>>I have a table called friends with a user_id and a friend_id (both of these relate to an id in a users table).
>>For each friend relationship there are two rows. There are currently ONLY reciprocal relationships. So if user ids 1 and 2 are friends there will be two rows (1,2) and (2,1).
>>For 2 arbitrary ids, I need a query to get two pieced of data:
>> * Are the two users friends?
>> * How many friends do the two users have in common.

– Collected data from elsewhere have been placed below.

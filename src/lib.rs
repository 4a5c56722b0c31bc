//! Cross-Origin Resource Sharing for HTTP request pipelines.
//!
//! [`CorsDecider`] evaluates one request against an immutable [`PolicyConfig`]
//! and writes the `Access-Control-*` headers it earns into a [`ResponseSink`].
//! [`CorsFilter`] wraps it as an interceptor that is initialised from the six
//! `cors.*` settings and never blocks a request.

pub mod constants;

mod allowed_origins;
mod context;
mod decider;
mod filter;
mod policy;
mod result;
mod settings;
mod sink;
mod token_list;
mod util;

pub use allowed_origins::{AllowedOrigins, OriginMatcher};
pub use context::RequestContext;
pub use decider::{CorsDecider, decide};
pub use filter::CorsFilter;
pub use policy::PolicyConfig;
pub use result::{CorsOutcome, PreflightRejection};
pub use settings::{Properties, Settings, SettingsError};
pub use sink::{Headers, ResponseSink};
pub use token_list::TokenList;
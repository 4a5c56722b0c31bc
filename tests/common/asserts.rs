#![allow(dead_code)]

use super::headers::{has_any_cors_header, header_value};
use cors_filter_rs::{CorsOutcome, Headers};

pub fn assert_admitted(result: (CorsOutcome, Headers)) -> Headers {
    match result {
        (CorsOutcome::Actual | CorsOutcome::Preflight, headers) => headers,
        (other, _) => panic!("expected admitted request, got {:?}", other),
    }
}

pub fn assert_preflight(result: (CorsOutcome, Headers)) -> Headers {
    match result {
        (CorsOutcome::Preflight, headers) => headers,
        (other, _) => panic!("expected admitted preflight, got {:?}", other),
    }
}

pub fn assert_no_cors_headers(headers: &Headers) {
    assert!(
        !has_any_cors_header(headers),
        "expected no CORS headers, got {:?}",
        headers
    );
}

pub fn assert_header_eq(headers: &Headers, name: &str, expected: &str) {
    assert_eq!(
        header_value(headers, name),
        Some(expected),
        "header {name} mismatch"
    );
}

>>Is there a way to do this with one query? Currently I've only been able to figure out how to do it with two.
>>SELECT
>> EXISTS(
>> SELECT 1
>> FROM friends
>> WHERE user_id = 166324 AND friend_id = 166325) AS friends,
>> (SELECT COUNT(1)
>> FROM friends f1 JOIN friends f2 ON f1.friend_id = f2.friend_id
>> WHERE f1.user_id = 166324 AND f2.user_id = 166325) AS mutual;
>>I'm wondering if there is a better way to do this using only one query. I've tried a couple of GROUP BY approaches but they haven't worked.
>>
>
>Hi,
>this should do the job, but requires an aditional check constraint user_id <> friend_id to be on the safe side:
>
>
>SELECT count(case when c1=1 then true end)=1 as are_friend,
> count(*)-1 as common_friends
>FROM
> (
> SELECT count(*) as c1
> FROM friends
> WHERE user_id IN (USER1, USER2)
> GROUP BY case when user_id = USER2 then USER1 else USER1 end,
> friend_id
> HAVING COUNT (*) =2
> OR COUNT(case when friend_id =USER1 then true end)=1
> ) q1
>
fix:
SELECT count(case when c1=1 then true end)=1 as are_friend,
count(case when c1=2 then true end) as common_friends
FROM
(
SELECT count(*) as c1
FROM friends
WHERE user_id IN (USER1, USER2)
GROUP BY case when user_id = USER2 then USER1 else USER1 end,
friend_id
HAVING COUNT (*) =2
OR COUNT(case when friend_id =USER1 then true end)=1
) q1
regards,
Marc Mamin